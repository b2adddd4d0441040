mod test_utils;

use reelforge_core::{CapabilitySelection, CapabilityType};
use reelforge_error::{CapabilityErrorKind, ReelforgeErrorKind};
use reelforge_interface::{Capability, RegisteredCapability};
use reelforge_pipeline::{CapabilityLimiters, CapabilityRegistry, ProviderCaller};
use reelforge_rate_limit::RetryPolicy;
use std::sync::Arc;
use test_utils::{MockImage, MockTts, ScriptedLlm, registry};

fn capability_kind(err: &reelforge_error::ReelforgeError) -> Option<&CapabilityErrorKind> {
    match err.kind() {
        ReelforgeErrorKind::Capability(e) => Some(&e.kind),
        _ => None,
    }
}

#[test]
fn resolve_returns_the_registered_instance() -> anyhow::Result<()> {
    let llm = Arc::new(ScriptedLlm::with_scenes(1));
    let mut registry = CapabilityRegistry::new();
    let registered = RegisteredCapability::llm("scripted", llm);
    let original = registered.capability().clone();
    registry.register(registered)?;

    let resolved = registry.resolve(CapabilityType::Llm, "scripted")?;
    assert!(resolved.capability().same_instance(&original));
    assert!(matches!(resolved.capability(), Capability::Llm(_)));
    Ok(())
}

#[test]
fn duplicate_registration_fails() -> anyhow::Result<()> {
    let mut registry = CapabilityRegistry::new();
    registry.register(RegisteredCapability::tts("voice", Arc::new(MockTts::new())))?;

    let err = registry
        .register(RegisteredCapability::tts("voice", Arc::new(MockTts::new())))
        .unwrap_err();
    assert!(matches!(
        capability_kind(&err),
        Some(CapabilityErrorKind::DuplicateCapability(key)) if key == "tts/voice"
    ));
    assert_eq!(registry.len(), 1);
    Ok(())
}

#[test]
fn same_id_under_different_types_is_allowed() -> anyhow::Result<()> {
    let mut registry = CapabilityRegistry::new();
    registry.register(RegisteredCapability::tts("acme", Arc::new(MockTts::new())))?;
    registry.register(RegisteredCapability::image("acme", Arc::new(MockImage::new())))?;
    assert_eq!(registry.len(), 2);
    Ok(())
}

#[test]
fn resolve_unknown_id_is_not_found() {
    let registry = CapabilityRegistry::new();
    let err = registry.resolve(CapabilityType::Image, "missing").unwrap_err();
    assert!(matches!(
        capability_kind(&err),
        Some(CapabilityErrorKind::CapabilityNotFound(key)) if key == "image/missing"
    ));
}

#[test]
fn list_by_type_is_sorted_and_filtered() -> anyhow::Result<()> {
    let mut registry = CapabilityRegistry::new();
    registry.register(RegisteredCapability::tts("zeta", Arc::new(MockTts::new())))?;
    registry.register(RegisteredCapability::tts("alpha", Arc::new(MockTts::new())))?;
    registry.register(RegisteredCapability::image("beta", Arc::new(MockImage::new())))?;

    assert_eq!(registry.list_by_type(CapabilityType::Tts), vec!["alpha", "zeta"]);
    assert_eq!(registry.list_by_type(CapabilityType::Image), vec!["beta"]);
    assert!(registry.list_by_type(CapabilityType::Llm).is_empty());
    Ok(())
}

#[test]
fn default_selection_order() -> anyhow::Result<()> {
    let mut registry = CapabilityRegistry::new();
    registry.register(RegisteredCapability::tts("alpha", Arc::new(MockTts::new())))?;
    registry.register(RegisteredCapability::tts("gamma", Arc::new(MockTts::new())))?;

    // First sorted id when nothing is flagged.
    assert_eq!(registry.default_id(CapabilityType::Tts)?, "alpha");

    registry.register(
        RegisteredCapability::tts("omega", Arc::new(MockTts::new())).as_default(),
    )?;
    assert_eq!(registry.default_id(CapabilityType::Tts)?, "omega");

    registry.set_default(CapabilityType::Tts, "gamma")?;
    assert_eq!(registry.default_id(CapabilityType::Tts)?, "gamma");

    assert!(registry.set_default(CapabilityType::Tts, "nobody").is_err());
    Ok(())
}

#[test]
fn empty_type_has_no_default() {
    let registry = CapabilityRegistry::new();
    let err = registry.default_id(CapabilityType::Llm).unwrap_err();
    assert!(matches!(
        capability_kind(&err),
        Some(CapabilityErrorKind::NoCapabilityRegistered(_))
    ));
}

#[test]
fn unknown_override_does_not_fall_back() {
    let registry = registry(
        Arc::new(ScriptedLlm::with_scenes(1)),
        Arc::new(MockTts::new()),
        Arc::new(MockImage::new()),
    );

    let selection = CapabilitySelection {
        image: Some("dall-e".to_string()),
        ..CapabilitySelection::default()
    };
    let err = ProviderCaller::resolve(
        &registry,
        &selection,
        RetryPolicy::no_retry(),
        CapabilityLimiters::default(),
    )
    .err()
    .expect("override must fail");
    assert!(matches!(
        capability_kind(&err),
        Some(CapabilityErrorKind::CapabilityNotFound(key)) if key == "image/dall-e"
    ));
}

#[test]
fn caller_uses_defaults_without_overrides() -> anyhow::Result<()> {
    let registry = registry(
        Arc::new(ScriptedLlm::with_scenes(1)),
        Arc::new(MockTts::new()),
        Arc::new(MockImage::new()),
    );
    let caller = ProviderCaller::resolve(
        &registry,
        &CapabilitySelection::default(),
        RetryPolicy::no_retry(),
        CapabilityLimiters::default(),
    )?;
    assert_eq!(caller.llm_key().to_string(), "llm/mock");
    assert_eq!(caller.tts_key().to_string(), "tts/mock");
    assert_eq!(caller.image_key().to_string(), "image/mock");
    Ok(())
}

◆ ◆ ◆ ◆

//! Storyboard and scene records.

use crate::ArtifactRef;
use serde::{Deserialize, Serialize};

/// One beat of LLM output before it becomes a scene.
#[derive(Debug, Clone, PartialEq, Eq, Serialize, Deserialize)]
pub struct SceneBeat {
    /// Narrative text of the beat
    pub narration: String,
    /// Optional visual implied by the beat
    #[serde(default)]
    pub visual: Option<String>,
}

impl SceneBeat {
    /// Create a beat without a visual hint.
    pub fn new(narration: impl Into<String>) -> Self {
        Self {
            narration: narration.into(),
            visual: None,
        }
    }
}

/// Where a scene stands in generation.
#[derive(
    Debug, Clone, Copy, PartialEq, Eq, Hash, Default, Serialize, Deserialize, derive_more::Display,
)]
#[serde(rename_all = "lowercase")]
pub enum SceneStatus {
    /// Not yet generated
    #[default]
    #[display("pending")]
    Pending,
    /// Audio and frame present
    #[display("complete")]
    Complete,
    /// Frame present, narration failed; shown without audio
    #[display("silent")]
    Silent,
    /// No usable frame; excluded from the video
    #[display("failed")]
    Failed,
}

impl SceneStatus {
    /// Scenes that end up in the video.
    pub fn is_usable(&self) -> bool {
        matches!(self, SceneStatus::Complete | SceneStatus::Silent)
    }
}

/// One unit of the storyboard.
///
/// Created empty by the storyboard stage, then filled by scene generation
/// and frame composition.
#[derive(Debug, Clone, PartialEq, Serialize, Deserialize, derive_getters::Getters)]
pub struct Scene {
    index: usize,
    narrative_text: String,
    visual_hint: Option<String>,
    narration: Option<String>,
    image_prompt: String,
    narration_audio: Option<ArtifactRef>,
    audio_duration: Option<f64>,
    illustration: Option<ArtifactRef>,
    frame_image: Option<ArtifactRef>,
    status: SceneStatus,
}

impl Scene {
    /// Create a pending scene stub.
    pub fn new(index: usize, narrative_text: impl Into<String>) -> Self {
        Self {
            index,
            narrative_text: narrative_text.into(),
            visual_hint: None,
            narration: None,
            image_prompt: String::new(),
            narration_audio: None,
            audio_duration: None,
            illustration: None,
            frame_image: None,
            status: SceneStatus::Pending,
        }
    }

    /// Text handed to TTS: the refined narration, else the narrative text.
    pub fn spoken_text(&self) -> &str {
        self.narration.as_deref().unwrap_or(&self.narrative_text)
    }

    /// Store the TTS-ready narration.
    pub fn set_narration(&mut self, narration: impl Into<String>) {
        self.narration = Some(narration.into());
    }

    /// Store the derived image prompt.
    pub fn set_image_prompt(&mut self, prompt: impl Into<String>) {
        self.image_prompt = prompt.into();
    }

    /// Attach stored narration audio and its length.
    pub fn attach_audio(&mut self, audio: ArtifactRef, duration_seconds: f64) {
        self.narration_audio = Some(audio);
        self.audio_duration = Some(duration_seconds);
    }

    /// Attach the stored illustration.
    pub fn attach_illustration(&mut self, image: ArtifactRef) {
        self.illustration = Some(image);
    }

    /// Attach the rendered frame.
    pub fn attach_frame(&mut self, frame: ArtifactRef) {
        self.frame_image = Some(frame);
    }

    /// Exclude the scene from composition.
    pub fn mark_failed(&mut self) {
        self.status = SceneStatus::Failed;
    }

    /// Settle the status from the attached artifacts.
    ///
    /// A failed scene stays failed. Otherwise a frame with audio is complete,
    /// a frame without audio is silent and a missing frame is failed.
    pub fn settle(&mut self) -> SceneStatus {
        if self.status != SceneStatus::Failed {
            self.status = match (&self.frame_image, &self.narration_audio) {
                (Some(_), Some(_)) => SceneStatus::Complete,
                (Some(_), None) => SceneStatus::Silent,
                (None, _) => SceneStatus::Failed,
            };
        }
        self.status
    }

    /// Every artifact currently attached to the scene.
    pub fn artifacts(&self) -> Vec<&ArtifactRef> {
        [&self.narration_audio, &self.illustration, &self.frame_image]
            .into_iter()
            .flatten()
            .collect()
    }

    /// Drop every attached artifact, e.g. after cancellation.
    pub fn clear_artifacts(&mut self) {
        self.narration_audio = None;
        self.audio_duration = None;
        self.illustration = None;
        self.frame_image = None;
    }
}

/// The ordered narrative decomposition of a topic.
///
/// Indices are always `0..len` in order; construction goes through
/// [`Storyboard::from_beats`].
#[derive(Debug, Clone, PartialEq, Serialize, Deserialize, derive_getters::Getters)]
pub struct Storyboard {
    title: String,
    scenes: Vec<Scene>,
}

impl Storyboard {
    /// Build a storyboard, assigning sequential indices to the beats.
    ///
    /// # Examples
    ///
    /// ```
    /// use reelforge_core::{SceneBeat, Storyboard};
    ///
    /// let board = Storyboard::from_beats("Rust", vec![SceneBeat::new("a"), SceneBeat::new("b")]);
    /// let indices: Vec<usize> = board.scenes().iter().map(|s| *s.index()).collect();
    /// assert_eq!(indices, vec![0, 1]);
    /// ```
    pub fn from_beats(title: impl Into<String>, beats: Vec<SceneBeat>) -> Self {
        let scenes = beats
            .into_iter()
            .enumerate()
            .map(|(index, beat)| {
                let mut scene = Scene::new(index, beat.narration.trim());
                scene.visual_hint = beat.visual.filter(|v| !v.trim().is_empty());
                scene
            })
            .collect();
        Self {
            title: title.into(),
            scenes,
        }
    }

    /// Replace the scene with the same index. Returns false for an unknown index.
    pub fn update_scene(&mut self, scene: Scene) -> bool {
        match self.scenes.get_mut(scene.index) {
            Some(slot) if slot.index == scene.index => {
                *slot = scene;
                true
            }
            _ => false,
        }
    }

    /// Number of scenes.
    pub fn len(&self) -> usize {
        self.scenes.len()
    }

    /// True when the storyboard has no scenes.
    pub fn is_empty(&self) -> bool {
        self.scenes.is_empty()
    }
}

◆ ◆ ◆ ◆

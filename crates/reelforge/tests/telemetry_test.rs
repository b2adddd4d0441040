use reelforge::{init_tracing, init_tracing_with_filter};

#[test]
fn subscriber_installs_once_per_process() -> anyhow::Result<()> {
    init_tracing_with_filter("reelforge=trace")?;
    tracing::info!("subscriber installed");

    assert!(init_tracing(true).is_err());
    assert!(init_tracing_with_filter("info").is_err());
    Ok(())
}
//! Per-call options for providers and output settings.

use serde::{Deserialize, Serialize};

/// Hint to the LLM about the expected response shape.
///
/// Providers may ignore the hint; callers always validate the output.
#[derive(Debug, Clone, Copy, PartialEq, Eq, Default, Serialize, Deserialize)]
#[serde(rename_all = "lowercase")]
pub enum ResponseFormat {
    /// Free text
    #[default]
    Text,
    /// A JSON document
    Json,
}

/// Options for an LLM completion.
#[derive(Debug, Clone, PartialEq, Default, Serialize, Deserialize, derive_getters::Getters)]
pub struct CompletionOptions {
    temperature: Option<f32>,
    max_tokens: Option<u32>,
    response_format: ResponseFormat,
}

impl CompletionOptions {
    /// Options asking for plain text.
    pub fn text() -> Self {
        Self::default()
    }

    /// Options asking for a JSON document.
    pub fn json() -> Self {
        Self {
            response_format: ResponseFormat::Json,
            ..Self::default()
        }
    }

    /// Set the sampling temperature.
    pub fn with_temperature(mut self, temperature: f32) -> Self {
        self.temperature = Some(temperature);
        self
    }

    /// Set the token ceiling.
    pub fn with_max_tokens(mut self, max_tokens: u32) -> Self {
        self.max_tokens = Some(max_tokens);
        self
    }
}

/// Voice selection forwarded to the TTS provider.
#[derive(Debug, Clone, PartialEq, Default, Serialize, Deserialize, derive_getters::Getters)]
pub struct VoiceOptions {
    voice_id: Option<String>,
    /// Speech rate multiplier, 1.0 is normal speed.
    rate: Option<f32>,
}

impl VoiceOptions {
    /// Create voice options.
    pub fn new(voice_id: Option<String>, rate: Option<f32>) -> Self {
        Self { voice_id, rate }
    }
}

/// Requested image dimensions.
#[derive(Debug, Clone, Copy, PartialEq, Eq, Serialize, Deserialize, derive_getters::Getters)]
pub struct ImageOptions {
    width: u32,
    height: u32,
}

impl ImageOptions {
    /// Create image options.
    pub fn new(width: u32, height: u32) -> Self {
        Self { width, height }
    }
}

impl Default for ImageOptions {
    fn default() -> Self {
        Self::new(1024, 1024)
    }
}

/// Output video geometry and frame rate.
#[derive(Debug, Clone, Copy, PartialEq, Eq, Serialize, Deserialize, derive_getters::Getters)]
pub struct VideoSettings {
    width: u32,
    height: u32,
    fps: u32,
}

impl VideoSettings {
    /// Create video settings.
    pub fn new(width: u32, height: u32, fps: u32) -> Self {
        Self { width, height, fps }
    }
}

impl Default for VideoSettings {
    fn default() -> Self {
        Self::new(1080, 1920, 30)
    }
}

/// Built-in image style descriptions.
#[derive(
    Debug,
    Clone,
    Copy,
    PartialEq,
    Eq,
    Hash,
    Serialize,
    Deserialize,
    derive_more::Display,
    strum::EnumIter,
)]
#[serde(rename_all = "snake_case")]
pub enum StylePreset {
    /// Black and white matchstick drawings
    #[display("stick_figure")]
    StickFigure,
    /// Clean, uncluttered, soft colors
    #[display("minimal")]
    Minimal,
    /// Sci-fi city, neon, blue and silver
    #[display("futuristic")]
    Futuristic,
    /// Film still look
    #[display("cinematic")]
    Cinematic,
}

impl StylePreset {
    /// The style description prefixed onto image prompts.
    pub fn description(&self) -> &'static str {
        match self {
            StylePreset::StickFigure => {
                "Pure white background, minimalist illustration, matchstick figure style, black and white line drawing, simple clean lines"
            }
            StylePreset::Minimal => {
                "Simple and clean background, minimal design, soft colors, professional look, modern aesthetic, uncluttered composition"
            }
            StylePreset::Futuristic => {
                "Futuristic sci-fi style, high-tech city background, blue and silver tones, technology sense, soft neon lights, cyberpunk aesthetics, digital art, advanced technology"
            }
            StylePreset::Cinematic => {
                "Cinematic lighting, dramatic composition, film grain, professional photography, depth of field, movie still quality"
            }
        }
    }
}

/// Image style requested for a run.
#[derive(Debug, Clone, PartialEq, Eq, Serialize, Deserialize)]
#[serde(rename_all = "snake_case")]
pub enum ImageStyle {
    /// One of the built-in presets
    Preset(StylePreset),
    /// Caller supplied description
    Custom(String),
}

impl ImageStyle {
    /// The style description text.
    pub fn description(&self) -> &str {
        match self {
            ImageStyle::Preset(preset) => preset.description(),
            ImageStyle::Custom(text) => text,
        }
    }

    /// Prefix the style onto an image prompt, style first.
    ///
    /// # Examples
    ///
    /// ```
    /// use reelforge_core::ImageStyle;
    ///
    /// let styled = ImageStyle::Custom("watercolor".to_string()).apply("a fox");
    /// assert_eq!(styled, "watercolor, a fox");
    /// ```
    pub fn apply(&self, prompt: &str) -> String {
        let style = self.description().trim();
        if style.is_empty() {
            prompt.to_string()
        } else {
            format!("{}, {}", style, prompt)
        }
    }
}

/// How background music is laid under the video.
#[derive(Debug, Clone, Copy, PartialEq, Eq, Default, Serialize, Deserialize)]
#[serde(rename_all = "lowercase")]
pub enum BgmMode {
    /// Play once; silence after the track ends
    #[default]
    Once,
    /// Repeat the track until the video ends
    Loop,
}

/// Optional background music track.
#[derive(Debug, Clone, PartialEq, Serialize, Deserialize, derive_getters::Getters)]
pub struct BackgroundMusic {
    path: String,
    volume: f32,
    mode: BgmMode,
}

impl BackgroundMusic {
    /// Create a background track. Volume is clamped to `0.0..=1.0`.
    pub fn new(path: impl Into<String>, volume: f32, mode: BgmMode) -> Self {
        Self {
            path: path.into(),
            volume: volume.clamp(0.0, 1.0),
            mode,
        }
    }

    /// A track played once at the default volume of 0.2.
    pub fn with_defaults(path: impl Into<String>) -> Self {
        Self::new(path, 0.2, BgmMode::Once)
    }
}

◆ ◆ ◆ ◆

EXERCISE:
If a line of the listing above holds the string "after", copy it.

TASK RESULT:
    /// Drop every attached artifact, e.g. after cancellation.
    /// Play once; silence after the track ends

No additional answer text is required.